Foster C M, Hopwood N J, Beitins I Z, Mendes T M, Kletter G B, Kelch R P
Department of Pediatrics, University of Michigan Medical School, Ann Arbor.
J Pediatr. 1992 Oct;121(4):528-32. doi: 10.1016/s0022-3476(05)81139-4.
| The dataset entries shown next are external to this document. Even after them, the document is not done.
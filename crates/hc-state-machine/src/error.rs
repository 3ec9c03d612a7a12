//! State machine errors

use hc_core::DeviceStateType;
use thiserror::Error;

use crate::DeviceTrigger;

/// Result type for state machine operations
pub type StateResult<T> = Result<T, StateError>;

#[derive(Debug, Error, Clone, PartialEq, Eq)]
pub enum StateError {
    /// The trigger is not accepted in the current state
    #[error("invalid transition on '{device_id}': {trigger} is not accepted in {from}")]
    InvalidTransition {
        device_id: String,
        from: DeviceStateType,
        trigger: DeviceTrigger,
    },

    #[error("unknown trigger: {0}")]
    UnknownTrigger(String),
}
//! Event types for the homecore event bus

use chrono::{DateTime, Utc};
use serde::{Deserialize, Serialize};

use crate::Context;

/// Trait for typed event data
///
/// Implement this trait for any payload carried by the bus. The event name is
/// fixed per payload type, so publishers and subscribers of a name always
/// agree on its shape.
pub trait EventData: Clone + Send + Sync + 'static {
    /// The event name for this data type
    fn event_type() -> &'static str;
}

/// Event name
#[derive(Debug, Clone, PartialEq, Eq, Hash, Serialize, Deserialize)]
pub struct EventType(String);

impl EventType {
    /// Create a new event type
    pub fn new(event_type: impl Into<String>) -> Self {
        Self(event_type.into())
    }

    /// Get the event type as a string
    pub fn as_str(&self) -> &str {
        &self.0
    }
}

impl From<&str> for EventType {
    fn from(s: &str) -> Self {
        Self::new(s)
    }
}

impl From<String> for EventType {
    fn from(s: String) -> Self {
        Self::new(s)
    }
}

impl std::fmt::Display for EventType {
    fn fmt(&self, f: &mut std::fmt::Formatter<'_>) -> std::fmt::Result {
        write!(f, "{}", self.0)
    }
}

/// An event delivered by the event bus
#[derive(Debug, Clone, Serialize, Deserialize)]
pub struct Event<T> {
    /// The name the event was published under
    pub event_type: EventType,

    /// The event payload
    pub data: T,

    /// When the event was published
    pub time_fired: DateTime<Utc>,

    /// Context tracking the origin and causality
    pub context: Context,
}

impl<T> Event<T> {
    /// Create a new event with current timestamp
    pub fn new(event_type: impl Into<EventType>, data: T, context: Context) -> Self {
        Self {
            event_type: event_type.into(),
            data,
            time_fired: Utc::now(),
            context,
        }
    }
}

impl<T: EventData> Event<T> {
    /// Create an event named after its payload type
    pub fn typed(data: T, context: Context) -> Self {
        Self::new(T::event_type(), data, context)
    }
}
We hypothesized that prepubertal girls with gonadotropin deficiency would produce less follicle-stimulating hormone (FSH) in response to synthetic gonadotropin-releasing hormone (GnRH) than would gonadotropin-sufficient children. To test this hypothesis, we performed 103 GnRH tests serially in 21 children who had idiopathic hypopituitarism with growth hormone deficiency. We tried to predict whether puberty would occur in the 17 girls with bone ages of 8 years or less. Of these 17 girls, 4 failed to have spontaneous secondary sexual characteristics by age 16 1/2 years, and 12 had spontaneous complete pubertal development. One girl had incomplete pubertal maturation with partial gonadotropin deficiency; her results were combined with those of the girls who had no spontaneous pubertal development. With increasing bone age, the girls with complete pubertal development had a decrease in the increment of FSH released in response to GnRH, although basal gonadotropin concentrations did not change. For GnRH tests performed at bone ages of 8 years or less, basal luteinizing hormone (LH) values did not differ between girls with complete puberty and those with absent or incomplete puberty. However, basal FSH and the incremental response of LH and FSH to GnRH were greater in those with complete puberty. Only two girls with prepubertal bone ages at the time of testing, who subsequently had complete puberty, had incremental FSH responses to GnRH that were less than 5 IU/L. Individual incremental LH responses to GnRH did not discriminate well between groups. None of the girls with adrenocorticotropic hormone deficiency, either originally or subsequently, had spontaneous puberty, but 4 of 12 girls with thyrotropin deficiency, either originally or subsequently, had complete puberty. We conclude that a significant increase in GnRH-stimulated FSH suggests that spontaneous pubertal development will occur in girls with idiopathic hypopituitarism. However, a low FSH response to GnRH may not be diagnostic of gonadotropin deficiency.
我们假设,与促性腺激素水平正常的儿童相比,患有促性腺激素缺乏症的青春期前女孩对合成促性腺激素释放激素(GnRH)产生的促卵泡生成素(FSH)会更少。为了验证这一假设,我们对21名患有特发性垂体功能减退伴生长激素缺乏症的儿童连续进行了103次GnRH测试。我们试图预测17名骨龄为8岁或更小的女孩是否会进入青春期。在这17名女孩中,4名在16.5岁时未出现自发性第二性征,12名有自发性完全性青春期发育。一名女孩青春期发育不完全,伴有部分促性腺激素缺乏;她的结果与那些没有自发性青春期发育的女孩的结果合并。随着骨龄增加,完全性青春期发育的女孩对GnRH反应释放的FSH增量有所下降,尽管基础促性腺激素浓度没有变化。对于在骨龄8岁或更小的时候进行的GnRH测试,完全性青春期发育的女孩与青春期缺失或不完全的女孩之间,基础促黄体生成素(LH)值没有差异。然而,完全性青春期发育的女孩的基础FSH以及LH和FSH对GnRH的增量反应更大。在测试时骨龄处于青春期前且随后进入完全性青春期的女孩中,只有两名对GnRH的FSH增量反应小于5 IU/L。个体对GnRH的LH增量反应在不同组之间没有很好的区分度。最初或随后患有促肾上腺皮质激素缺乏症的女孩均无自发性青春期,但最初或随后患有促甲状腺激素缺乏症的12名女孩中有4名进入了完全性青春期。我们得出结论,GnRH刺激的FSH显著增加表明特发性垂体功能减退的女孩会出现自发性青春期发育。然而,对GnRH的FSH反应低可能不能诊断为促性腺激素缺乏。